Not sure that I'd go with that 100% in these circumstances, as there is no fault whatsover on the part of the OP in this case. If the print had, say, faded from poor technique or processing, that would be e very different situation.
Originally Posted by coops
Having built up a business myself in the past, I would argue that there is often room for goodwill gestures, but this always needs to be balanced with not undervaluing your own service or products.
Last edited by railwayman3; 11-18-2009 at 11:59 AM. Click to view previous post history.
Bethe, I've had this happen a few times and if it can't be repaired I usually replace the print for the cost of a replacement, not the original print. Most times I don't even charge that. It is better to have a happy collector that will come back to you in the future. Considering I am alive and fully capable of printing another, it really isn't that big a deal.
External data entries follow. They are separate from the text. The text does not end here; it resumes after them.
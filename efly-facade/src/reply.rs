//! Reply sink capability trait and the RESP builder.

/// One resolved `MGET` position: key, stored payload, and the memcached flag recorded at store
/// time (echoed by the memcached builder, ignored by RESP).
#[derive(Debug, Clone, PartialEq, Eq)]
pub struct MGetEntry {
    /// Key bytes as requested by the client.
    pub key: Vec<u8>,
    /// Stored value payload.
    pub value: Vec<u8>,
    /// Memcached flag recorded when the value was stored.
    pub mc_flag: u32,
}

/// Polymorphic reply sink.
///
/// Three concrete variants exist: [`RespReplyBuilder`], the memcached text builder, and the
/// capturing builder used for nested calls issued from scripts. The dispatcher never serializes
/// directly; every reply goes through this capability set.
pub trait ReplySink {
    /// Emits a `+...` status line.
    fn send_simple_string(&mut self, status: &str);

    /// Emits the protocol's "stored" acknowledgement (`+OK` / `STORED`).
    fn send_stored(&mut self);

    /// Emits `+OK`.
    fn send_ok(&mut self) {
        self.send_simple_string("OK");
    }

    /// Emits an error reply and records it for [`ReplySink::last_error`].
    fn send_error(&mut self, message: &str);

    /// Emits a null bulk value.
    fn send_null(&mut self);

    /// Emits a null array.
    fn send_null_array(&mut self);

    /// Emits an integer reply.
    fn send_long(&mut self, value: i64);

    /// Emits a double reply.
    fn send_double(&mut self, value: f64);

    /// Emits a binary-safe bulk payload.
    fn send_bulk_string(&mut self, payload: &[u8]);

    /// Emits an array of status strings.
    fn send_simple_str_arr(&mut self, items: &[&str]);

    /// Emits an array of bulk strings.
    fn send_string_arr(&mut self, items: &[Vec<u8>]);

    /// Emits one `MGET` response: per-position value or miss.
    fn send_mget_response(&mut self, entries: &[Option<MGetEntry>]);

    /// Opens an array of `len` elements; subsequent sends fill it.
    fn start_array(&mut self, len: u32);

    /// Requests connection teardown after the current payload is flushed.
    fn close_connection(&mut self);

    /// Last error emitted on this sink, if any.
    fn last_error(&self) -> Option<&str>;

    /// Number of errors emitted on this sink so far.
    fn error_count(&self) -> usize;

    /// Whether [`ReplySink::close_connection`] was requested.
    fn close_requested(&self) -> bool;

    /// Drains the serialized payload accumulated so far.
    fn take_payload(&mut self) -> Vec<u8>;
}

/// RESP wire builder for Redis clients.
#[derive(Debug, Default)]
pub struct RespReplyBuilder {
    buf: Vec<u8>,
    error: Option<String>,
    errors_sent: usize,
    close: bool,
}

impl RespReplyBuilder {
    /// Creates an empty builder.
    #[must_use]
    pub fn new() -> Self {
        Self::default()
    }

    fn put_bulk(&mut self, payload: &[u8]) {
        self.buf
            .extend_from_slice(format!("${}\r\n", payload.len()).as_bytes());
        self.buf.extend_from_slice(payload);
        self.buf.extend_from_slice(b"\r\n");
    }
}

impl ReplySink for RespReplyBuilder {
    fn send_simple_string(&mut self, status: &str) {
        self.buf.extend_from_slice(b"+");
        self.buf.extend_from_slice(status.as_bytes());
        self.buf.extend_from_slice(b"\r\n");
    }

    fn send_stored(&mut self) {
        self.send_simple_string("OK");
    }

    fn send_error(&mut self, message: &str) {
        // Messages carrying their own error code token (`-NOAUTH ...`) pass through verbatim.
        if message.starts_with('-') {
            self.buf.extend_from_slice(message.as_bytes());
        } else {
            self.buf.extend_from_slice(b"-ERR ");
            self.buf.extend_from_slice(message.as_bytes());
        }
        self.buf.extend_from_slice(b"\r\n");
        self.error = Some(message.to_owned());
        self.errors_sent += 1;
    }

    fn send_null(&mut self) {
        self.buf.extend_from_slice(b"$-1\r\n");
    }

    fn send_null_array(&mut self) {
        self.buf.extend_from_slice(b"*-1\r\n");
    }

    fn send_long(&mut self, value: i64) {
        self.buf
            .extend_from_slice(format!(":{value}\r\n").as_bytes());
    }

    fn send_double(&mut self, value: f64) {
        self.put_bulk(format!("{value}").as_bytes());
    }

    fn send_bulk_string(&mut self, payload: &[u8]) {
        self.put_bulk(payload);
    }

    fn send_simple_str_arr(&mut self, items: &[&str]) {
        self.start_array(u32::try_from(items.len()).unwrap_or(u32::MAX));
        for item in items {
            self.send_simple_string(item);
        }
    }

    fn send_string_arr(&mut self, items: &[Vec<u8>]) {
        self.start_array(u32::try_from(items.len()).unwrap_or(u32::MAX));
        for item in items {
            self.put_bulk(item);
        }
    }

    fn send_mget_response(&mut self, entries: &[Option<MGetEntry>]) {
        self.start_array(u32::try_from(entries.len()).unwrap_or(u32::MAX));
        for entry in entries {
            match entry {
                Some(found) => self.put_bulk(&found.value),
                None => self.send_null(),
            }
        }
    }

    fn start_array(&mut self, len: u32) {
        self.buf.extend_from_slice(format!("*{len}\r\n").as_bytes());
    }

    fn close_connection(&mut self) {
        self.close = true;
    }

    fn last_error(&self) -> Option<&str> {
        self.error.as_deref()
    }

    fn error_count(&self) -> usize {
        self.errors_sent
    }

    fn close_requested(&self) -> bool {
        self.close
    }

    fn take_payload(&mut self) -> Vec<u8> {
        std::mem::take(&mut self.buf)
    }
}

#[cfg(test)]
mod tests {
    use super::{MGetEntry, ReplySink, RespReplyBuilder};
    use googletest::prelude::*;
    use rstest::rstest;

    #[rstest]
    fn resp_builder_encodes_scalar_replies() {
        let mut builder = RespReplyBuilder::new();
        builder.send_ok();
        builder.send_long(42);
        builder.send_bulk_string(b"payload");
        builder.send_null();

        let payload = builder.take_payload();
        assert_that!(
            payload,
            eq(&b"+OK\r\n:42\r\n$7\r\npayload\r\n$-1\r\n".to_vec())
        );
    }

    #[rstest]
    fn resp_builder_prefixes_plain_error_messages() {
        let mut builder = RespReplyBuilder::new();
        builder.send_error("unknown command `FOO`");
        assert_that!(
            builder.take_payload(),
            eq(&b"-ERR unknown command `FOO`\r\n".to_vec())
        );
    }

    #[rstest]
    fn resp_builder_passes_coded_errors_through() {
        let mut builder = RespReplyBuilder::new();
        builder.send_error("-NOAUTH Authentication required.");
        assert_that!(
            builder.take_payload(),
            eq(&b"-NOAUTH Authentication required.\r\n".to_vec())
        );
        assert_that!(
            builder.last_error(),
            some(eq("-NOAUTH Authentication required."))
        );
    }

    #[rstest]
    fn resp_builder_encodes_mget_hits_and_misses() {
        let mut builder = RespReplyBuilder::new();
        builder.send_mget_response(&[
            Some(MGetEntry {
                key: b"a".to_vec(),
                value: b"1".to_vec(),
                mc_flag: 0,
            }),
            None,
        ]);
        assert_that!(
            builder.take_payload(),
            eq(&b"*2\r\n$1\r\n1\r\n$-1\r\n".to_vec())
        );
    }
}
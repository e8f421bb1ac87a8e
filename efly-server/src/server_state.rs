//! Global service lifecycle and per-thread state.

use std::cell::RefCell;
use std::sync::atomic::{AtomicU8, Ordering};

use efly_script::{BasicEngine, Interpreter};

/// Global service state.
#[derive(Debug, Clone, Copy, PartialEq, Eq)]
pub enum GlobalStateKind {
    /// Startup / snapshot load; only `LOADING`-flagged commands are admitted.
    Loading,
    /// Normal request admission.
    Active,
    /// Teardown; requests are rejected.
    ShuttingDown,
}

impl GlobalStateKind {
    /// Human-readable state name used in error replies and logs.
    #[must_use]
    pub fn name(self) -> &'static str {
        match self {
            Self::Loading => "LOADING",
            Self::Active => "ACTIVE",
            Self::ShuttingDown => "SHUTTING_DOWN",
        }
    }

    fn from_u8(value: u8) -> Self {
        match value {
            0 => Self::Loading,
            1 => Self::Active,
            _ => Self::ShuttingDown,
        }
    }

    fn as_u8(self) -> u8 {
        match self {
            Self::Loading => 0,
            Self::Active => 1,
            Self::ShuttingDown => 2,
        }
    }
}

/// Single-step CAS state machine `LOADING -> ACTIVE -> SHUTTING_DOWN`.
#[derive(Debug)]
pub struct GlobalState(AtomicU8);

impl Default for GlobalState {
    fn default() -> Self {
        Self::new()
    }
}

impl GlobalState {
    /// Starts in `LOADING`.
    #[must_use]
    pub fn new() -> Self {
        Self(AtomicU8::new(GlobalStateKind::Loading.as_u8()))
    }

    /// Current state.
    #[must_use]
    pub fn current(&self) -> GlobalStateKind {
        GlobalStateKind::from_u8(self.0.load(Ordering::Acquire))
    }

    /// Attempts the single-step transition into `next`.
    ///
    /// Returns the state observed before the attempt and whether the switch happened.
    pub fn next(&self, next: GlobalStateKind) -> (GlobalStateKind, bool) {
        let expected = match next {
            GlobalStateKind::Loading => return (self.current(), false),
            GlobalStateKind::Active => GlobalStateKind::Loading,
            GlobalStateKind::ShuttingDown => GlobalStateKind::Active,
        };
        match self.0.compare_exchange(
            expected.as_u8(),
            next.as_u8(),
            Ordering::AcqRel,
            Ordering::Acquire,
        ) {
            Ok(previous) => (GlobalStateKind::from_u8(previous), true),
            Err(current) => (GlobalStateKind::from_u8(current), false),
        }
    }
}

thread_local! {
    static TL_INTERPRETER: RefCell<Option<Interpreter>> = const { RefCell::new(None) };
}

/// Runs `f` with this thread's interpreter, creating it on first use.
///
/// The exclusive borrow doubles as the interpreter lock: one script runs per interpreter at a
/// time, and attempting to re-enter from the same thread is a programming error that panics.
pub fn with_interpreter<R>(f: impl FnOnce(&mut Interpreter) -> R) -> R {
    TL_INTERPRETER.with(|cell| {
        let mut slot = cell.borrow_mut();
        let interpreter = slot.get_or_insert_with(|| Interpreter::new(Box::new(BasicEngine)));
        f(interpreter)
    })
}

/// Initializes this thread's interpreter eagerly.
pub fn init_thread_local() {
    with_interpreter(|_| {});
}

/// Drops this thread's interpreter.
pub fn shutdown_thread_local() {
    TL_INTERPRETER.with(|cell| {
        let _ = cell.borrow_mut().take();
    });
}

#[cfg(test)]
mod tests {
    use super::{GlobalState, GlobalStateKind};
    use googletest::prelude::*;
    use rstest::rstest;

    #[rstest]
    fn lifecycle_advances_only_in_single_steps() {
        let state = GlobalState::new();
        assert_that!(state.current(), eq(GlobalStateKind::Loading));

        // Skipping a step does not switch.
        let (seen, switched) = state.next(GlobalStateKind::ShuttingDown);
        assert_that!(switched, eq(false));
        assert_that!(seen, eq(GlobalStateKind::Loading));

        let (seen, switched) = state.next(GlobalStateKind::Active);
        assert_that!(switched, eq(true));
        assert_that!(seen, eq(GlobalStateKind::Loading));

        let (seen, switched) = state.next(GlobalStateKind::Active);
        assert_that!(switched, eq(false));
        assert_that!(seen, eq(GlobalStateKind::Active));

        let (_, switched) = state.next(GlobalStateKind::ShuttingDown);
        assert_that!(switched, eq(true));
        assert_that!(state.current(), eq(GlobalStateKind::ShuttingDown));
    }
}
//! The central command dispatcher.
//!
//! Every request — RESP, memcached, or a nested call from a script — funnels through
//! [`Service::dispatch_command`], which validates the command against the registry, enforces the
//! connection gates, binds the transaction envelope, and invokes the handler.

use std::sync::Arc;
use std::time::Instant;

use efly_common::config::RuntimeConfig;
use efly_common::error::{EflyError, EflyResult};
use efly_common::ids::DbIndex;
use efly_engine::ShardSet;
use efly_engine::lock::IntentMode;
use efly_facade::ClientProtocol;
use efly_facade::reply::ReplySink;
use efly_script::ScriptRegistry;
use efly_transaction::Transaction;
use tracing::{debug, info};

use crate::command::{CommandId, copt};
use crate::conn_context::{ConnectionContext, ExecState, StoredCmd};
use crate::registry::CommandRegistry;
use crate::server_state::{self, GlobalState, GlobalStateKind};
use crate::{eval, generic_family, server_family, string_family};

/// Standard wrong-arity error text.
#[must_use]
pub fn wrong_num_args(command_name: &str) -> String {
    format!("wrong number of arguments for '{command_name}' command")
}

/// Process-wide dispatch service.
#[derive(Debug)]
pub struct Service {
    config: RuntimeConfig,
    registry: CommandRegistry,
    shard_set: Arc<ShardSet>,
    script_registry: Arc<ScriptRegistry>,
    global_state: GlobalState,
    is_master: bool,
}
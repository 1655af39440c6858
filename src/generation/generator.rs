//! Grounded answer generation

use std::sync::Arc;

use crate::error::Result;
use crate::providers::ChatProvider;

use super::prompt::PromptBuilder;

/// Answer generator combining the fixed prompt template with a chat provider.
///
/// One synchronous completion per call, temperature pinned by the provider;
/// failures propagate unchanged.
pub struct AnswerGenerator {
    chat: Arc<dyn ChatProvider>,
}

impl AnswerGenerator {
    /// Create a new generator
    pub fn new(chat: Arc<dyn ChatProvider>) -> Self {
        Self { chat }
    }

    /// Generate an answer for the question from the formatted context
    pub async fn generate(&self, question: &str, context: &str) -> Result<String> {
        let system = PromptBuilder::system_prompt();
        let user = PromptBuilder::user_prompt(question, context);
        self.chat.complete(&system, &user).await
    }
}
If it is an edition print, I ask for either the damaged print back or proof of it's destruction, usually a cut corner of the print including the signature.
if he's well connected socially, replace it for material cost and in a hushed tone beg him not to share that detail with his friends. reverse psychology. he will sell your skills to many many other people, highly recommending you.
just an idea. i think this sort of thing works in the long run.
I love the wilderness and I love my trail cameras, all Fuji's! :) GA645, GW690 III, and the X100 which I think is the best trail camera ever invented (to date).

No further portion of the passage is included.